Orphan Black — the best show you’re not watching, unless you are, in which case you already know it’s the best show on TV — is back for its fifth and final season, including the panoply of characters played by the Emmy-winning actress and chameleon Tatiana Maslany. (I’m still not 100% convinced that she’s not also playing Donnie, wearing a bad wig and a prosthetic paunch.) For my day job at ESPN, I scout players at all levels and rank them — and I rank just about everything else I can find over at my personal site, The dish, including books, boardgames, songs, movies, and even pizzerias. So, given my penchant for rankings and lists, the kind folks at BBC America have asked me to provide scouting reports on the major clones and to rank them. I’ve stuck with the main eight, since others (like Tony Sawicki and Katja) weren’t on the show long enough for a full evaluation.
8. Beth Childs (deceased)
Tools: Paranoia (entirely justified).
A cipher until some old scouting video resurfaced in Season 4, giving us a new look at an old clone. Beth self-medicated through hard and prescription drugs, spiraling out of control and eventually taking her own life in the series’ opener. Seen only through flashbacks, Beth was the plain Jane clone, but was the prime mover who set the series’ entire storyline in motion through her investigations. She was the tortured soul who died without getting answers to most, if not all, of her questions about herself.
7. Veera “MK” Suominen
Tools: Hacking; explosives; irony.
MK is a one-dimensional clone so far, but she’s a survivor and the clone most likely to subscribe to 2600, assuming she would ever subscribe to anything that required giving out an address. A clone behind a sheep mask is a nice touch. She also sounds like Bjork if the singer had just inhaled a lungful of helium.
6. Krystal Goderitch
Tools: Voice like a can opener.
She’s been told she’s a 10, so let’s just go with that, shall we? She has a preternatural ability to figure out what’s going on… and recast it in terms of a corporate battle between cosmetics giants. On the negative side, she appears hostile to boardgames. She’s also one of at least three clones who are unusually skilled in hand to hand combat.
5. Alison Hendrix
Profession: Homemaker and school board member.

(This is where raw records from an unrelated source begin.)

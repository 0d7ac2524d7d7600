mod app;
mod logging;
mod strings;

use anyhow::Result;
use providers::copilot::GatewayConfig;
use providers::Gateway;

#[tokio::main]
async fn main() -> Result<()> {
    let _guard = logging::init()?;
    let cfg = GatewayConfig::from_env_and_file()?;
    let gateway = Gateway::from_config(&cfg)?;
    let mut app = app::App::new(cfg);
    app.run(&gateway).await
}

Tools: Musical theater; organization; disposal of bodies.
Definitely the clone most likely to make me forget they’re all played by the same actress. Particularly skilled at coining alternative phrases for common and uncommon profanities (“holy doodle” is especially strong). Starred in two community theater productions, including Blood Ties (“It ain’t Cats!”). Alison gets the silliest storylines, including the pharmaceutical distribution subplot in season 3, but she’s the clone to make sure you get the project done on time and under budget.
4. Sarah Manning
Profession: Con artist (if you call that a profession)
Tools: Grifting, getting in trouble.
Sarah is the Everyclone, a character utterly essential to the show, to almost every storyline, and to her sestras … but she’s also unknowable, much like the woman into whose shoes she stepped in Episode 1. She’s tough, clever, a survivor, emotional, ruthless when the situation calls for it, but fiercely loyal to her sisters. But I think we know what every other clone wants except for Sarah. Does she just want to be left alone with her family, or will she now be unfulfilled until she’s answered every question for herself, her daughter, and her sestras?
3. Rachel Duncan
Profession: Business executive.
Tools: Manipulation; double-dealing; bionic vision.

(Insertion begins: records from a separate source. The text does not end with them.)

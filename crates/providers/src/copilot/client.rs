use crate::copilot::config::GatewayConfig;
use crate::copilot::credential::Credential;
use crate::copilot::endpoint::Endpoint;
use crate::copilot::sse::{SseParser, SseStep};
use futures::StreamExt;
use relay_core::llm::{ChatDelta, ChatStream, GatewayError};
use reqwest::header::{self, HeaderMap, HeaderName, HeaderValue};
use reqwest::{Client, StatusCode};
use serde_json::Value;
use std::time::Duration;
use tracing::{debug, error, info};

const CLIENT_HEADERS: [(&str, &str); 6] = [
    ("accept", "application/json"),
    ("user-agent", "GitHubCopilotChat/1.0.0"),
    ("editor-version", "vscode/1.104.1"),
    ("editor-plugin-version", "copilot-chat/0.36.0"),
    ("openai-organization", "github-copilot"),
    ("copilot-integration-id", "vscode-chat"),
];

#[derive(Clone)]
pub struct CopilotClient {
    http: Client,
}

impl CopilotClient {
    pub fn new(cfg: &GatewayConfig) -> anyhow::Result<Self> {
        let mut headers = HeaderMap::new();
        for (name, value) in CLIENT_HEADERS {
            headers.insert(HeaderName::from_static(name), HeaderValue::from_static(value));
        }
        let mut builder = Client::builder()
            .default_headers(headers)
            .use_rustls_tls()
            .pool_idle_timeout(Duration::from_secs(30))
            .pool_max_idle_per_host(2)
            .timeout(cfg.timeout);
        if let Some(p) = &cfg.proxy {
            builder = builder.proxy(reqwest::Proxy::all(p)?);
        }
        let http = builder.build()?;
        Ok(Self { http })
    }

    /// POSTs `body` and returns the text deltas. The status is checked before any
    /// line is read; dropping the stream closes the connection.
    pub async fn stream(
        &self,
        endpoint: &Endpoint,
        credential: &Credential,
        body: &Value,
    ) -> Result<ChatStream<'static>, GatewayError> {
        info!(target:"providers::copilot","start stream shape={:?} url={}", endpoint.shape, endpoint.url);
        let resp = self
            .http
            .post(&endpoint.url)
            .header(header::CONTENT_TYPE, "application/json")
            .bearer_auth(credential.secret())
            .json(body)
            .send()
            .await
            .map_err(map_reqwest_err)?;
        if resp.status() != StatusCode::OK {
            let status = resp.status();
            let body = resp
                .text()
                .await
                .unwrap_or_else(|e| format!("<unreadable body: {e}>"));
            error!(target:"providers::copilot","stream non-200 status={} body={:?}", status, body);
            return Err(GatewayError::Upstream {
                status: status.as_u16(),
                body,
            });
        }

        let mut parser = SseParser::new(endpoint.shape);
        let mut chunks = resp.bytes_stream();
        let s = async_stream::try_stream! {
            while let Some(chunk) = chunks.next().await {
                let chunk = chunk.map_err(map_reqwest_err)?;
                for step in parser.feed(&chunk) {
                    if let SseStep::Delta(t) = step {
                        yield ChatDelta::Text(t);
                    }
                }
                if parser.is_done() {
                    debug!(target:"providers::copilot","stream finished with [DONE]");
                    break;
                }
            }
            if let Some(SseStep::Delta(t)) = parser.finish() {
                yield ChatDelta::Text(t);
            }
        };
        Ok(Box::pin(s))
    }
}

pub(crate) fn map_reqwest_err(e: reqwest::Error) -> GatewayError {
    if e.is_timeout() {
        GatewayError::Connection(format!("request timed out: {e}"))
    } else {
        GatewayError::Connection(e.to_string())
    }
}
// Centralized CLI strings. ASCII-friendly by default.

pub const PROMPT: &str = "| ";
pub const PREFIX_ASSISTANT: &str = "> ";
pub const PREFIX_NOTICE: &str = "[broker] ";

pub const BANNER: &str =
    "relay: Copilot-compatible chat gateway. Type a message and press Enter; /help lists commands.";

pub const HELP: &str = "\
/model <id>        select model (use `custom` together with /custom)
/custom <id>       custom model id used when model is `custom`
/wire <mode>       auto | chat | responses
/token [refresh|reset]  ask the token broker for its status
/clear             forget the conversation so far
/quit              exit
Ctrl-C while streaming stops the current answer; at the prompt it exits.";

pub const NO_BROKER: &str = "no token broker configured (set RELAY_BROKER_URL)";
pub const CANCELED: &str = "[canceled]";

pub fn info_line(msg: &str) -> String {
    format!("[info] {msg}")
}

pub fn error_line(msg: &str) -> String {
    format!("[error] {msg}")
}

Is the brilliant yet twisted Rachel a venal, power-mad harridan, or merely a product of her environment, raised by neolutionists and thus feeling no empathy even for her fellow sestras? I’m inclined to the former, since she even made Ferdinand leave his socks on, which is just weird. She might just be a sociopath, but we know she wasn’t born that way. She also cheated at Agricola, which is major points off, but she would probably be the world champion at Diplomacy. Only one thing is certain: She is a dirty clone.
Profession: Don’t ask.
Tools: Problem solving; wilderness survival skills; murder.
Absolutely the clone you want to come help get you a refund. Adept with multiple weapons, yet hard to kill. Apparently immune to morning sickness. Barely there in season 1, she’s become a fountain of quotable lines, including anything that includes the word “babies.” (“Did you threaten babies? You should not threaten babies.” “Little science babies, forgive me.”) She has her own scorpion, sort of, until she eats it. She’s a badass, and since that first season it’s become clear she understands far more than those around her think she does.
1. Cosima Niehaus
Profession: Scientist (PhD candidate in evolutionary biology).
Tools: Science genius; hair.
Who’s the science now? Cosima has been my favorite clone since the series began, and I find it hard to understand why she isn’t everyone’s. She’s the genius, the geek monkey, the puzzle-solver, yet also full of empathy – and her love story with Delphine is the real emotional heart of the show. She may be the one lesbian among the clones, but remember: Her sexuality isn’t the most interesting thing about her. She was already clever when she was six. She’s the epitome of the cute-dork character, and she’s the immediate best friend to all of her sisters. If anything, she might be too perfect, but that’s why she has to be the clone most affected by their wasting disease – and all of that is why we love her.